Jonny Gomes led off the ninth with a double to center off left-hander Michael Kirkman (0-2), who then walked Pedroia intentionally with Ortiz watching and waiting. After going 0 for 3 with a walk, Ortiz delivered a shot that landed in an empty Texas bullpen.
Ortiz watched his homer for a few moments before trotting his way toward home where he was met by a swarm of celebrating teammates.
"I think it was a good move. I don't think there was anything wrong with that," Ortiz said of the walk to Pedroia. "It's part of the game. Sometimes it works. Sometimes it doesn't."
It certainly did not Thursday.
"Apparently he was just sitting on that pitch," Kirkman said. "I thought it was a really good pitch -- good movement inside, right where I wanted it. He just got the barrel to it."
Andrew Bailey (2-0) pitched a scoreless ninth for Boston, which took two of three from Texas.
Jacoby Ellsbury scored the tying run on a fielder's choice in the seventh inning of his first game after sitting out five straight because of a groin injury. Ellsbury had a pair of doubles and two singles.
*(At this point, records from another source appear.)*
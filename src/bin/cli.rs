//! Acumen CLI - Interactive account-intelligence REPL
//!
//! A terminal session against the full tool catalog. Type a question, watch
//! the routed tool calls, read the cited answer.

use acumen::agent::{
    run_turn, Conversation, LoopConfig, OpenAiClient, TurnObserver, prompts::SYSTEM_PROMPT,
};
use acumen::config::Config;
use acumen::search::GleanClient;
use acumen::tools::account_tools;
use acumen::Result;

use async_trait::async_trait;
use clap::Parser;
use console::style;
use dialoguer::{theme::ColorfulTheme, Input};
use serde_json::Value;
use std::sync::Arc;
use tracing_subscriber::EnvFilter;

/// Acumen - Interactive account-intelligence agent
#[derive(Parser, Debug)]
#[command(name = "acumen")]
#[command(about = "Conversational account-intelligence agent over enterprise search")]
#[command(version)]
struct Args {
    /// Model to use (overrides .env default)
    #[arg(short, long)]
    model: Option<String>,

    /// Maximum reasoning round-trips per question
    #[arg(long, default_value_t = 10)]
    max_iterations: u32,

    /// Show tool arguments and result previews
    #[arg(short, long)]
    verbose: bool,
}

/// Prints tool activity to the terminal as the loop runs
struct CliObserver {
    verbose: bool,
}

#[async_trait]
impl TurnObserver for CliObserver {
    async fn on_tool_call(&self, name: &str, arguments: &Value) {
        println!("  {} {}", style("->").dim(), style(name).cyan().bold());
        if self.verbose {
            if let Some(query) = arguments.get("query").and_then(|v| v.as_str()) {
                println!("     {}", style(format!("query: \"{}\"", query)).dim());
            }
            if let Some(url) = arguments.get("url").and_then(|v| v.as_str()) {
                println!("     {}", style(format!("url: {}", url)).dim());
            }
        }
    }

    async fn on_tool_result(&self, _name: &str, result: &str) {
        if self.verbose {
            let preview: String = result.chars().take(200).collect();
            println!("     {}", style(preview.replace('\n', " ")).dim());
        }
    }
}

fn init_tracing(level: &str, format: &str) {
    let filter = EnvFilter::try_from_default_env()
        .unwrap_or_else(|_| EnvFilter::new(level.to_string()));
    if format == "json" {
        tracing_subscriber::fmt().with_env_filter(filter).json().init();
    } else {
        tracing_subscriber::fmt().with_env_filter(filter).init();
    }
}

#[tokio::main]
async fn main() -> Result<()> {
    let args = Args::parse();

    let mut config = Config::from_env()?;
    init_tracing(&config.log.level, &config.log.format);
    config.validate()?;

    if let Some(model) = args.model {
        config.reasoning.model = model;
    }

    let llm_client = OpenAiClient::new(&config.reasoning)?;
    let glean = Arc::new(GleanClient::new(&config.glean)?);
    let tools = account_tools(glean);
    let mut conversation = Conversation::new(SYSTEM_PROMPT);
    let loop_config = LoopConfig {
        max_iterations: args.max_iterations,
    };
    let observer = CliObserver {
        verbose: args.verbose,
    };

    println!(
        "{}",
        style(format!("Acumen v{} - Account Intelligence Agent", acumen::VERSION))
            .cyan()
            .bold()
    );
    println!("Model: {}", style(llm_client.model()).green());
    println!(
        "{}",
        style("Commands: 'quit' to exit, 'reset' to clear history").dim()
    );

    loop {
        let input: String = Input::with_theme(&ColorfulTheme::default())
            .with_prompt("You")
            .allow_empty(true)
            .interact_text()
            .map_err(|e| acumen::Error::Io(std::io::Error::other(e)))?;

        let trimmed = input.trim();
        if trimmed.is_empty() {
            continue;
        }
        match trimmed.to_lowercase().as_str() {
            "quit" | "exit" | "q" => break,
            "reset" => {
                conversation.reset();
                println!("{}", style("Conversation reset.").dim());
                continue;
            }
            _ => {}
        }

        match run_turn(
            &mut conversation,
            trimmed,
            &llm_client,
            &tools,
            &loop_config,
            &observer,
        )
        .await
        {
            Ok(answer) => {
                println!("\n{}", style("Agent:").blue().bold());
                println!("{}\n", answer);
            }
            Err(e) => {
                // Turn aborted; the session stays usable
                println!("{}\n", style(format!("Error: {}", e)).red());
            }
        }
    }

    println!("{}", style("Goodbye!").dim());
    Ok(())
}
Gomes also had four hits and Pedroia hit a two-run double in the third.
Jeff Baker and Adrian Beltre drove in all of Texas' runs on early homers off of Jon Lester. The Rangers didn't score after Beltre's solo homer in the third and the Rangers' bullpen couldn't hold off Boston down the stretch.
Texas manager Ron Washington said pitching around the right-handed Pedroia for the left-on-left matchup between Kirkman and Ortiz seemed he best option.
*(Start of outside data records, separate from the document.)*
#[async_trait]
impl Tool for ReadDocumentTool {
    fn name(&self) -> &str {
        "read_full_document"
    }

    fn description(&self) -> &str {
        "Read the full text of a document URL found via a previous search."
    }

    fn parameters_schema(&self) -> Value {
        json!({
            "type": "object",
            "properties": {
                "url": {
                    "type": "string",
                    "description": "Document URL from a search result"
                }
            },
            "required": ["url"]
        })
    }

    async fn execute(&self, args: Value) -> Result<ToolResult> {
        let url = args
            .get("url")
            .and_then(|v| v.as_str())
            .ok_or_else(|| Error::InvalidInput("Missing 'url' parameter".to_string()))?;

        info!(%url, "reading full document");
        match self.backend.read_document(url).await {
            Ok(content) => Ok(ToolResult::success(format!(
                "--- DOCUMENT CONTENT FOR '{}' ---\n{}",
                url, content
            ))),
            Err(e) => Ok(ToolResult::success(format!(
                "Error reading document: {}",
                e
            ))),
        }
    }
}

/// Build the full account-intelligence catalog against one backend.
///
/// Registration order is the order tools appear in the schema sent to the
/// reasoning service.
pub fn account_tools(backend: Arc<dyn SearchBackend>) -> ToolRegistry {
    let mut registry = ToolRegistry::new();
    registry.register(ScopedSearchTool::opportunities(backend.clone()));
    registry.register(ScopedSearchTool::accounts(backend.clone()));
    registry.register(ScopedSearchTool::contacts(backend.clone()));
    registry.register(ScopedSearchTool::metrics(backend.clone()));
    registry.register(ScopedSearchTool::strategy_docs(backend.clone()));
    registry.register(ScopedSearchTool::communications(backend.clone()));
    registry.register(ScopedSearchTool::general_fallback(backend.clone()));
    registry.register(ReadDocumentTool::new(backend));
    registry
}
"It's not the first left-hander Big Papi got, but that was the right move to make right there," Washington said. "It was the only move to make. I can live with Papi doing that."
Texas led 3-2 until Ellsbury scored in the seventh when Mike Napoli beat out the throw on a grounder that would have ended the inning after Boston loaded the bases with one out. Napoli hit a sharp grounder to first baseman Lance Berkman, who bounced his throw to Elvis Andrus covering second.
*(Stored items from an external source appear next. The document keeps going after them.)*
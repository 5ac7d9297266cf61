//! Query normalization
//!
//! Glean has no dedicated entity-name filter; account scoping happens through
//! the query string. Quoting the leading account name forces exact-phrase
//! matching, which keeps a query for "Acme Corp" from surfacing
//! "Acme Corp Holdings" rows. Assumes the account name sits at the start of
//! the query, which the system prompt instructs the model to do.

/// Tokens that mark the end of the account-name prefix. Everything from the
/// first match onward is treated as the action part of the query.
const ACTION_WORDS: &[&str] = &[
    "renewal", "renew", "contract", "opportunity", "deal",
    "contact", "contacts", "stakeholder", "decision",
    "account", "company", "info", "overview",
    "call", "calls", "meeting", "email", "slack",
    "qbr", "ebr", "plan", "strategy", "doc",
    "metric", "metrics", "dashboard", "spend", "funding",
    "key", "recent", "last", "latest", "upcoming",
];

/// Quote the leading account name in a query.
///
/// Idempotent: queries that already start with a quote are returned
/// unchanged, and so are queries containing no action keyword at all (there
/// is nothing to delimit the account name against, so quoting would be a
/// guess).
pub fn quote_entity(raw_query: &str) -> String {
    if raw_query.starts_with('"') {
        return raw_query.to_string();
    }

    let mut entity_words: Vec<&str> = Vec::new();
    let mut rest_words: Vec<&str> = Vec::new();
    let mut found_action = false;

    for word in raw_query.split_whitespace() {
        if !found_action && !is_action_word(word) {
            entity_words.push(word);
        } else {
            found_action = true;
            rest_words.push(word);
        }
    }

    if found_action && !entity_words.is_empty() {
        format!("\"{}\" {}", entity_words.join(" "), rest_words.join(" "))
            .trim_end()
            .to_string()
    } else {
        raw_query.to_string()
    }
}

fn is_action_word(word: &str) -> bool {
    let lower = word.to_lowercase();
    ACTION_WORDS.contains(&lower.as_str())
}

#[cfg(test)]
mod tests {
    use super::*;

    #[test]
    fn test_quotes_account_before_action_word() {
        assert_eq!(quote_entity("Acme renewal date"), "\"Acme\" renewal date");
        assert_eq!(
            quote_entity("JPMorgan Chase renewal"),
            "\"JPMorgan Chase\" renewal"
        );
        assert_eq!(
            quote_entity("AdventHealth key contacts"),
            "\"AdventHealth\" key contacts"
        );
    }

    #[test]
    fn test_no_action_word_is_unchanged() {
        assert_eq!(quote_entity("Acme Corp"), "Acme Corp");
        assert_eq!(quote_entity("JPMorgan Chase"), "JPMorgan Chase");
    }

    #[test]
    fn test_already_quoted_is_unchanged() {
        assert_eq!(
            quote_entity("\"Already Quoted\" renewal"),
            "\"Already Quoted\" renewal"
        );
    }

    #[test]
    fn test_action_word_matching_is_case_insensitive() {
        assert_eq!(quote_entity("Target Renewal date"), "\"Target\" Renewal date");
    }

    #[test]
    fn test_leading_action_word_collects_no_entity() {
        // Nothing before the first action word: leave the query alone.
        assert_eq!(quote_entity("recent calls"), "recent calls");
    }

    #[test]
    fn test_idempotence() {
        for q in [
            "Acme renewal date",
            "Acme Corp",
            "\"Kaiser Permanente\" recent calls",
            "recent calls",
            "",
        ] {
            let once = quote_entity(q);
            assert_eq!(quote_entity(&once), once, "not idempotent for {q:?}");
        }
    }

    #[test]
    fn test_empty_input() {
        assert_eq!(quote_entity(""), "");
    }
}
"We had a couple of opportunities and we were finally able to cash in," Boston manager John Farrell said.
Jon Lester survived a rocky first few innings and pitched through the sixth for Boston, leaving with the Red Sox trailing 3-2 on Baker's two-run homer in the second and a solo shot by Beltre in the third. Lester also had to get himself out of trouble in the first by striking out Nelson Cruz after a two-out walk to Berkman and a single by Beltre.
Boston got two back with two outs in the third when Pedroia doubled off the center field wall after Jose Iglesias reached on a walk and Ellsbury singled.
Lester allowed three runs on seven hits, walked three and struck out four.
Texas starter Derek Holland's line was nearly identical. He allowed two runs on nine hits, also walking three and striking out four. Holland was 5-0 against Boston entering the game.
- Ortiz last hit a walkoff homer against the White Sox on Aug. 26, 2009.
- The Rangers placed 1B Mitch Moreland on the 15-day disabled list Thursday with a strained right hamstring and called up 1B Chris McGuinness from Triple-A Round Rock.
- Lester was making his 200th career start, the third LHP in Red Sox history to reach the mark.
- The Rangers had already clinched the season series against Boston for the fifth straight year with a 3-2 win Wednesday.
- Baker's homer in the second was his fourth in the last nine games.
- Iglesias' single in the sixth increased his hitting streak to 10 straight games.
- Ellsbury had been out since setting a club record with five stolen bases last week in a victory over Philadelphia.